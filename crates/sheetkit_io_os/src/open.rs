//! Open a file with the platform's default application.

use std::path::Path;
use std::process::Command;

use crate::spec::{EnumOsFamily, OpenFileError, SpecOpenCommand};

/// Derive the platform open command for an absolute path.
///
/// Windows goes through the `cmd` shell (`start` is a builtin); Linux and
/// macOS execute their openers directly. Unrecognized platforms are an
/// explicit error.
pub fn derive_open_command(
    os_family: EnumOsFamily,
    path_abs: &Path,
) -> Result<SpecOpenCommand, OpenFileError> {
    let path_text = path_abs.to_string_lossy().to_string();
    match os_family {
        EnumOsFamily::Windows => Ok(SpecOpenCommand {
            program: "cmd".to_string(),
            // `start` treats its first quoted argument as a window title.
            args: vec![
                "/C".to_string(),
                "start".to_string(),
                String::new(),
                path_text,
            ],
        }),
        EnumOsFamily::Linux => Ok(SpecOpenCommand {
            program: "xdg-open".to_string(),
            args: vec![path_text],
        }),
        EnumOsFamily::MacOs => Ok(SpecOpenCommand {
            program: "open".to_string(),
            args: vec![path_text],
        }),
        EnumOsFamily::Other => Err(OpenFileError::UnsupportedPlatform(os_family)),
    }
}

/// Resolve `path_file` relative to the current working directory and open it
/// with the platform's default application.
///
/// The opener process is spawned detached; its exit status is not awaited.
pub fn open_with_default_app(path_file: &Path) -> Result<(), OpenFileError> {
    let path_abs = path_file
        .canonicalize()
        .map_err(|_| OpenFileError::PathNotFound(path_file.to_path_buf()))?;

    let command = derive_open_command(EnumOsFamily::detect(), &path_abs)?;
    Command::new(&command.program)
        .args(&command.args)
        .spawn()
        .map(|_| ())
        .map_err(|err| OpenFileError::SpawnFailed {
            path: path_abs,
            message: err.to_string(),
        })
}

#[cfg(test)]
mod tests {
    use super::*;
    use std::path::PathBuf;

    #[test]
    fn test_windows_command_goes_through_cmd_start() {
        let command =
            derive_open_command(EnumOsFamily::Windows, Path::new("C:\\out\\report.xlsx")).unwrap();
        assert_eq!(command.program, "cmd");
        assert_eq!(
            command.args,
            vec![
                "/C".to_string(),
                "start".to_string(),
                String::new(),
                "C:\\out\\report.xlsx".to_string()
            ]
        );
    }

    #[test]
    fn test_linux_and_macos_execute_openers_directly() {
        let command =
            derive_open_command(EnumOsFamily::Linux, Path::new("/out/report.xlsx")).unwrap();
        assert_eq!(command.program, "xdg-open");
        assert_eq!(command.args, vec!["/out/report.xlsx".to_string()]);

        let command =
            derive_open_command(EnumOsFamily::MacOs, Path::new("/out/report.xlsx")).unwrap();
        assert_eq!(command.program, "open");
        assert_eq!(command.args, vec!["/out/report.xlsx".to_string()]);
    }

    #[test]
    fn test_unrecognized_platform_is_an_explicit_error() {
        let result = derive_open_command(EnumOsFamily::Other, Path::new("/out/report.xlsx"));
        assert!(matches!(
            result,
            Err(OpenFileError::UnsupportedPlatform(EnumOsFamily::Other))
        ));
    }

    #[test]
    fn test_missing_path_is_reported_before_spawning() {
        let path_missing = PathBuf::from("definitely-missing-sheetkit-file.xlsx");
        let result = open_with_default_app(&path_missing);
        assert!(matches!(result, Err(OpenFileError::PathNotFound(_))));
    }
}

==

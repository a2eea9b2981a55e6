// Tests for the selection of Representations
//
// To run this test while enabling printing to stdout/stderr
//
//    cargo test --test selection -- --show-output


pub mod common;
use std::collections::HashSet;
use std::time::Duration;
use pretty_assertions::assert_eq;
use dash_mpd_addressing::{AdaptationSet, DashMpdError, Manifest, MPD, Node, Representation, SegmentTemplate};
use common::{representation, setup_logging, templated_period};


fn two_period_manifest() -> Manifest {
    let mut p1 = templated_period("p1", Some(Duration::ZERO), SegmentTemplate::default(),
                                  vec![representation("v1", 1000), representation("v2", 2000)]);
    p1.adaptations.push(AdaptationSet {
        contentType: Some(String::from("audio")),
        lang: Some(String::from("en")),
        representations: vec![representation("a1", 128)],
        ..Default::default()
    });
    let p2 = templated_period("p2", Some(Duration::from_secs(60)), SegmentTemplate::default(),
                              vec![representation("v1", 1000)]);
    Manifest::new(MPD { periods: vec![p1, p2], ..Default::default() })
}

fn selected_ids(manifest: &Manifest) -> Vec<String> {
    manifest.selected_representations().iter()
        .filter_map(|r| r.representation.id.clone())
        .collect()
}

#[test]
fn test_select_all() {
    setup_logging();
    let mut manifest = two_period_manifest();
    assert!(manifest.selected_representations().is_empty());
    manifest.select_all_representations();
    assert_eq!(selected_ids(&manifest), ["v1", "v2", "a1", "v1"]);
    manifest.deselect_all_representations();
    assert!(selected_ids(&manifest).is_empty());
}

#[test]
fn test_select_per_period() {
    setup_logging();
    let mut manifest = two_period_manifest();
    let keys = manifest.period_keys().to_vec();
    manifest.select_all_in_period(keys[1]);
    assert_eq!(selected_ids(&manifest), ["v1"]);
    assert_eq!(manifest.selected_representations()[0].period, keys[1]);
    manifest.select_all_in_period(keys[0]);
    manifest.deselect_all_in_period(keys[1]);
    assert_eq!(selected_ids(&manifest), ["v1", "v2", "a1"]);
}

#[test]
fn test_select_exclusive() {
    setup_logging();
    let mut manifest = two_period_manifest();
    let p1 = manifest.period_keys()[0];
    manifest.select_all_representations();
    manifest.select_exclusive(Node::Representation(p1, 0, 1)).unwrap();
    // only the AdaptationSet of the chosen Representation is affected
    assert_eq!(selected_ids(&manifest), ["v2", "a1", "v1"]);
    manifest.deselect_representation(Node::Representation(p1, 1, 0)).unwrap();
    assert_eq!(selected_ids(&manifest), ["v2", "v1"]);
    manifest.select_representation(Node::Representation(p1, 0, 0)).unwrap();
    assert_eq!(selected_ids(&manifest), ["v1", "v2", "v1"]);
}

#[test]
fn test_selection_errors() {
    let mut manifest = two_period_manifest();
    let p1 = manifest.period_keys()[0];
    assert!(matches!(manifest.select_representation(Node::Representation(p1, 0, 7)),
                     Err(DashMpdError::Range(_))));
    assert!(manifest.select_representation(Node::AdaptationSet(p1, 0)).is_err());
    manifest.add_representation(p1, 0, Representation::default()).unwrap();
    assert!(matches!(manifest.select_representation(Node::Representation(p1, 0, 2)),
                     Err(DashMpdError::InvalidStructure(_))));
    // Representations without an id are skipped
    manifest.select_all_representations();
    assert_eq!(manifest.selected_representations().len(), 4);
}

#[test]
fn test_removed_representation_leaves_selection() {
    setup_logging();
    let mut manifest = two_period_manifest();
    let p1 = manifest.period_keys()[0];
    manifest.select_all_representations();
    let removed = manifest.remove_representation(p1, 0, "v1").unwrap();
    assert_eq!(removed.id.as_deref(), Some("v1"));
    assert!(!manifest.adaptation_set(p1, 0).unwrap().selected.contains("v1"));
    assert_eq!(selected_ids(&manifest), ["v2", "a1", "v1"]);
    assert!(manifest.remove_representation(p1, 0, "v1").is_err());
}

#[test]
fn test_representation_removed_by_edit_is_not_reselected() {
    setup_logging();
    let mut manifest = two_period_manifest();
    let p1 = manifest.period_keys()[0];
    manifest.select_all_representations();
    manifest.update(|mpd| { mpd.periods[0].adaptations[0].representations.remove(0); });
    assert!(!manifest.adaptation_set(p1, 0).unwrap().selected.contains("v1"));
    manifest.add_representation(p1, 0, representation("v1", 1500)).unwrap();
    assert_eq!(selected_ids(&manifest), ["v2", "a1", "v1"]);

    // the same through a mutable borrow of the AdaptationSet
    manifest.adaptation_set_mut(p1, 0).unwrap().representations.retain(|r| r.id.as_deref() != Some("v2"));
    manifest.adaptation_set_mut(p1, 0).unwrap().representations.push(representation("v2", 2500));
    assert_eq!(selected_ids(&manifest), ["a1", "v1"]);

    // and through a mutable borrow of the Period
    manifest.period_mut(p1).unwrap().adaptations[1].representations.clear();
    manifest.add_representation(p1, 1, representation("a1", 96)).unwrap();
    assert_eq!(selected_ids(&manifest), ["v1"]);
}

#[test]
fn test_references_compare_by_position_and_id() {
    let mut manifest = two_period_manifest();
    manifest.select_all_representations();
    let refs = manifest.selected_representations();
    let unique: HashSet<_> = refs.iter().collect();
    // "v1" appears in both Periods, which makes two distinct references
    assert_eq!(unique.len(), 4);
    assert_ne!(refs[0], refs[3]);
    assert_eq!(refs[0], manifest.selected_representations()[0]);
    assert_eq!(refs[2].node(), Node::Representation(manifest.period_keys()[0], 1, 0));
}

### ASSIGNMENT
Everything above from the line containing "filename crates/sheetkit_io_os/src/open.rs" down to the line containing "is not awaited." is to be transcribed exactly, with both of those lines included and nothing else added.

### EXPECTED ANSWER
filename crates/sheetkit_io_os/src/open.rs
//! Open a file with the platform's default application.

use std::path::Path;
use std::process::Command;

use crate::spec::{EnumOsFamily, OpenFileError, SpecOpenCommand};

/// Derive the platform open command for an absolute path.
///
/// Windows goes through the `cmd` shell (`start` is a builtin); Linux and
/// macOS execute their openers directly. Unrecognized platforms are an
/// explicit error.
pub fn derive_open_command(
    os_family: EnumOsFamily,
    path_abs: &Path,
) -> Result<SpecOpenCommand, OpenFileError> {
    let path_text = path_abs.to_string_lossy().to_string();
    match os_family {
        EnumOsFamily::Windows => Ok(SpecOpenCommand {
            program: "cmd".to_string(),
            // `start` treats its first quoted argument as a window title.
            args: vec![
                "/C".to_string(),
                "start".to_string(),
                String::new(),
                path_text,
            ],
        }),
        EnumOsFamily::Linux => Ok(SpecOpenCommand {
            program: "xdg-open".to_string(),
            args: vec![path_text],
        }),
        EnumOsFamily::MacOs => Ok(SpecOpenCommand {
            program: "open".to_string(),
            args: vec![path_text],
        }),
        EnumOsFamily::Other => Err(OpenFileError::UnsupportedPlatform(os_family)),
    }
}

/// Resolve `path_file` relative to the current working directory and open it
/// with the platform's default application.
///
/// The opener process is spawned detached; its exit status is not awaited.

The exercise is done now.